This is inherently non-deterministic and I noticed that it occasionally failed on CI. I haven't noticed failures after increasing the number of attempts, but it can of course still happen.

polytypic · 2023-04-20T08:09:47Z

src/kcas.ml

+*)
+(**)
+let fenceless_get = Atomic.get
+let fenceless_set = Atomic.set


I have another PR #46 that changes these aliases to actually perform fenceless operations. Having these as fenceless should be safe (because the fences would be redundant), seems to significantly improve performance on ARM (Apple M1), and is also completely internal to the library, so I personally feel that we should just make the optimization.

polytypic · 2023-04-20T08:11:31Z

src/kcas.ml

+      state : 'a state;
+      lt : cass;
+      gt : cass;
+      mutable awaiters : awaiter list;


This is mutable so that during the determine phase the awaiters can be efficiently copied from the updated locations to be resumed during the release phase.

polytypic · 2023-04-20T08:14:57Z

src/kcas.ml

+                awaiter
+            then add_awaiters awaiter casn gt
+            else stop
+        | CASN _ as stop -> stop)


add_awaiters signals that some location had already been updated by returning the CASN _ descriptor of that location. This way the subsequent call of remove_awaiters (to prevent space leaks) can stop early at that same descriptor.

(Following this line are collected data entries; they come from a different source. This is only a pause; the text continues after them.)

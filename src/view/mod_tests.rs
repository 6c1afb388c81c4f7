//! Tests for the TUI shell: event routing, query effects, and rendering.
//!
//! Rendering tests check that text lands at the positions the hit tester
//! resolves, using a TestBackend.

use super::*;
use crate::model::FlareRecord;
use crate::state::mode::{FilterEditorState, MainMenuState, Mode, SelectorState, SelectorTable};
use crate::test_harness::{cache_line, StateHarness, HEADER, VALID_SETTINGS};
use crate::view_state::layout::{FOOTER_HEIGHT, MARKER_WIDTH};
use crossterm::event::{KeyCode, KeyEvent, KeyModifiers};
use ratatui::backend::TestBackend;
use ratatui::buffer::Buffer;

// ===== Test Helpers =====

struct TestApp {
    _dir: tempfile::TempDir,
    app: TuiApp<TestBackend>,
}

fn create_test_app(harness: StateHarness, runner: QueryRunner) -> TestApp {
    create_sized_app(harness, runner, 100, 40)
}

fn create_sized_app(harness: StateHarness, runner: QueryRunner, width: u16, height: u16) -> TestApp {
    let (dir, state) = harness.into_parts();
    let terminal = Terminal::new(TestBackend::new(width, height)).expect("test terminal");
    TestApp {
        _dir: dir,
        app: TuiApp::new_for_test(terminal, state, runner),
    }
}

fn default_app() -> TestApp {
    create_test_app(
        StateHarness::with_files(None, Some(VALID_SETTINGS)),
        QueryRunner::new("/nonexistent/flarecat-query", None, None),
    )
}

fn key(code: KeyCode) -> Event {
    Event::Key(KeyEvent::new(code, KeyModifiers::NONE))
}

fn rendered(app: &mut TuiApp<TestBackend>) -> Buffer {
    app.render_test().expect("render");
    app.terminal().backend().buffer().clone()
}

fn text_at(buffer: &Buffer, x: u16, y: u16, len: usize) -> String {
    (x..x + len as u16)
        .map(|col| buffer[(col, y)].symbol().to_string())
        .collect()
}

fn point_of(state: &AppState, region: usize, option: usize) -> (u16, u16) {
    let layout = state.layout();
    let target = &layout.regions[region];
    let (_, rel_y) = target
        .rows()
        .find(|&(opt, _)| opt == option)
        .expect("option visible");
    (layout.area.x + target.band.start, layout.area.y + rel_y)
}

#[test]
fn tui_error_from_io_error() {
    let io_err = io::Error::other("test error");
    let tui_err: TuiError = io_err.into();
    assert!(matches!(tui_err, TuiError::Io(_)));
}

// ===== Event Routing =====

mod events {
    use super::*;

    #[test]
    fn ctrl_c_quits() {
        let mut t = default_app();
        let event = Event::Key(KeyEvent::new(KeyCode::Char('c'), KeyModifiers::CONTROL));
        assert!(t.app.handle_event(event));
    }

    #[test]
    fn navigation_keys_do_not_quit() {
        let mut t = default_app();
        assert!(!t.app.handle_event(key(KeyCode::Down)));
        assert_eq!(t.app.app_state().mode, Mode::MainMenu(MainMenuState::at(1)));
    }

    #[test]
    fn resize_event_updates_state() {
        let mut t = default_app();
        assert!(!t.app.handle_event(Event::Resize(64, 30)));
        assert_eq!(t.app.app_state().terminal_size(), (64, 30));
    }

    #[test]
    fn initial_size_comes_from_terminal() {
        let t = default_app();
        assert_eq!(t.app.app_state().terminal_size(), (100, 40));
    }
}

// ===== Query Effects =====

mod queries {
    use super::*;

    fn start_query(t: &mut TestApp) {
        t.app.app_state.mode = Mode::MainMenu(MainMenuState::at(3));
        assert!(!t.app.handle_event(key(KeyCode::Enter)));
        assert!(matches!(
            t.app.app_state().mode,
            Mode::FlareSelector(SelectorState::Loading { .. })
        ));
    }

    #[test]
    fn missing_program_surfaces_failure_notice() {
        let mut t = default_app();
        start_query(&mut t);

        assert!(t.app.await_completion(Duration::from_secs(10)));

        assert!(matches!(t.app.app_state().mode, Mode::MainMenu(_)));
        let notice = t.app.app_state().notice().expect("notice");
        assert!(notice.starts_with("Query failed: could not start"), "{notice}");
    }

    #[test]
    fn completion_after_cancel_is_dropped() {
        let mut t = default_app();
        start_query(&mut t);
        t.app.handle_event(key(KeyCode::Esc));

        assert!(t.app.await_completion(Duration::from_secs(10)));

        assert_eq!(t.app.app_state().mode, Mode::MainMenu(MainMenuState::at(3)));
        assert_eq!(t.app.app_state().notice(), None);
    }

    #[cfg(unix)]
    #[test]
    fn successful_query_opens_selector() {
        let harness = StateHarness::with_files(None, Some(VALID_SETTINGS));
        let script = harness.settings_path().with_file_name("query.sh");
        std::fs::write(
            &script,
            "printf 'h1\\th2\\th3\\th4\\th5\\th6\\nflare\\tM2.0\\t%s\\t%s\\tN1E1\\t%s\\n' \"$1\" \"$2\" \"$5\" > \"$6\"\n",
        )
        .expect("write script");
        let mut t = create_test_app(harness, QueryRunner::new("sh", Some(script), None));
        start_query(&mut t);

        assert!(t.app.await_completion(Duration::from_secs(10)));

        let Mode::FlareSelector(SelectorState::Ready(table)) = &t.app.app_state().mode else {
            panic!("expected selector, got {}", t.app.app_state().mode.name());
        };
        assert_eq!(table.records.len(), 1);
        assert_eq!(table.records[0].class(), "M2.0");
        assert_eq!(table.records[0].wavelength(), "171,304");
    }
}

// ===== Rendering =====

mod rendering {
    use super::*;

    #[test]
    fn frame_has_title_summary_menu_and_hints() {
        let mut t = default_app();
        let text = crate::test_harness::buffer_to_string(&rendered(&mut t.app));

        assert!(text.contains("flarecat"));
        assert!(text.contains("Query Settings"));
        assert!(text.contains("171,304"));
        assert!(text.contains("Main Menu"));
        assert!(text.contains(help_text(&t.app.app_state().mode)));
    }

    #[test]
    fn menu_labels_sit_where_clicks_land() {
        let mut t = default_app();
        let buffer = rendered(&mut t.app);
        for (option, label) in [(0, "Edit Wavelength"), (3, "Select Flares"), (5, "Quit")] {
            let (x, y) = point_of(t.app.app_state(), 0, option);
            assert_eq!(text_at(&buffer, x + MARKER_WIDTH, y, label.len()), label);
        }
    }

    #[test]
    fn selected_menu_row_carries_focus_marker() {
        let mut t = default_app();
        let buffer = rendered(&mut t.app);
        let (x, y) = point_of(t.app.app_state(), 0, 0);
        assert_eq!(text_at(&buffer, x, y, 1), "›");
    }

    #[test]
    fn filter_options_sit_where_clicks_land() {
        let mut t = default_app();
        t.app.app_state.mode = Mode::FlareFilterEditor(FilterEditorState::default());
        let buffer = rendered(&mut t.app);

        // border and padding come before the marker
        let (x, y) = point_of(t.app.app_state(), 1, 4);
        assert_eq!(text_at(&buffer, x + 2 + MARKER_WIDTH, y, 1), "X");

        let (x, y) = point_of(t.app.app_state(), 2, 0);
        assert_eq!(text_at(&buffer, x + 2 + MARKER_WIDTH, y, 3), "0.0");
    }

    #[test]
    fn selector_rows_sit_where_clicks_land() {
        let mut t = default_app();
        let records: Vec<FlareRecord> = ["M1.3", "X2.0"]
            .iter()
            .enumerate()
            .map(|(n, class)| FlareRecord::parse_line(&cache_line(n, class)))
            .collect();
        let mut table = SelectorTable::new(HEADER.to_string(), records);
        table.picked.toggle(crate::model::DisplayedIndex::new(1));
        t.app.app_state.mode = Mode::FlareSelector(SelectorState::Ready(table));
        let buffer = rendered(&mut t.app);

        let (x, y) = point_of(t.app.app_state(), 0, 1);
        // left border, then the pick column and one space
        assert_eq!(text_at(&buffer, x + 1, y, 3), "[x]");
        assert_eq!(text_at(&buffer, x + 5, y, 4), "X2.0");
    }

    #[test]
    fn notice_renders_above_hints() {
        let mut t = default_app();
        t.app.app_state.set_notice("Saved 3 flares");
        let buffer = rendered(&mut t.app);
        assert_eq!(text_at(&buffer, 0, 38, 14), "Saved 3 flares");
    }

    #[test]
    fn tiny_terminal_does_not_panic() {
        let (dir, state) = StateHarness::with_files(None, Some(VALID_SETTINGS)).into_parts();
        let terminal = Terminal::new(TestBackend::new(12, 4)).expect("test terminal");
        let mut app = TuiApp::new_for_test(
            terminal,
            state,
            QueryRunner::new("/nonexistent/flarecat-query", None, None),
        );
        app.render_test().expect("render");
        drop(dir);
    }

    #[test]
    fn short_terminal_keeps_cursor_above_footer() {
        let mut t = create_sized_app(
            StateHarness::with_cache_rows(&["M1.0"; 30], Some(VALID_SETTINGS)),
            QueryRunner::new("/nonexistent/flarecat-query", None, None),
            100,
            24,
        );
        t.app.app_state.mode = Mode::MainMenu(MainMenuState::at(4));
        t.app.handle_event(key(KeyCode::Enter));
        t.app.handle_event(key(KeyCode::Down));
        t.app.handle_event(key(KeyCode::Enter));
        for _ in 0..15 {
            t.app.handle_event(key(KeyCode::Down));
        }
        let buffer = rendered(&mut t.app);

        let (x, y) = point_of(t.app.app_state(), 0, 15);
        assert!(y < 24 - FOOTER_HEIGHT, "cursor row {y} under the footer");
        let row = text_at(&buffer, x, y, usize::from(100 - x));
        assert!(row.contains("flare 15"), "{row}");
        let help = help_text(&t.app.app_state().mode);
        assert_eq!(text_at(&buffer, 0, 23, help.chars().count()), help);
    }
}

polytypic · 2023-04-20T08:18:58Z

src/kcas_data/promise.ml

@@ -0,0 +1,57 @@
+open Kcas
+
+type 'a internal = 'a Magic_option.t Loc.t


The Magic_option avoids a level of indirection. I decided to go with this optimization to reduce space usage and because promise is already using some other OCaml magic (as does the Eio Promise implementation).

lyrm

For this review, I :

read and tested the examples in README
read documentation
had a look at the added code but I can not say I fully understand kcas algorithm
made some tests/tries on my own
had a quick look at kcas_data changes

What I did not do :

try the changes in kcas_data data structures
try/read Kcas_data.Promise implementation

Overall, there is not a lot to say except documentation is (as usual) great and easy to read and obviously, this seems like a great addition to kcas and kcas_data !

lyrm · 2023-04-25T12:39:40Z

src/kcas.mli

+  (** Exception that may be raised to signal that the operation should be
+      retried, at some point in the future, after the examined shared memory
+      location or locations have changed.
+
+      {b NOTE}: It is important to understand that "{i after}" may effectively
+      mean "{i immediately}", because it may be the case that the examined
+      shared memory locations have already changed. *)
+
+  val later : unit -> 'a
+  (** [later ()] is equivalent to [raise Later]. *)


Maybe give more information about where this exception is caught (at least a pointer to the corresponding functions ?) ?

Yes.

BTW, it could be a nice addition to odoc to automatically attach a list of references to items. The list of operations like get_as, update, and commit that refer to Later would then be seen directly when looking at Later.

lyrm · 2023-04-25T12:45:56Z

src/kcas.mli

+  (** In [lock_free] mode the algorithm makes sure that at least one domain will
+      be able to make progress by performing read-only operations as read-write
+      operations. *)


Which is a more expensive operation, right ? It may be good to emphasize this with something like

at least one domain will be able to make progress at the cost of performing read-only operations as read-write operations.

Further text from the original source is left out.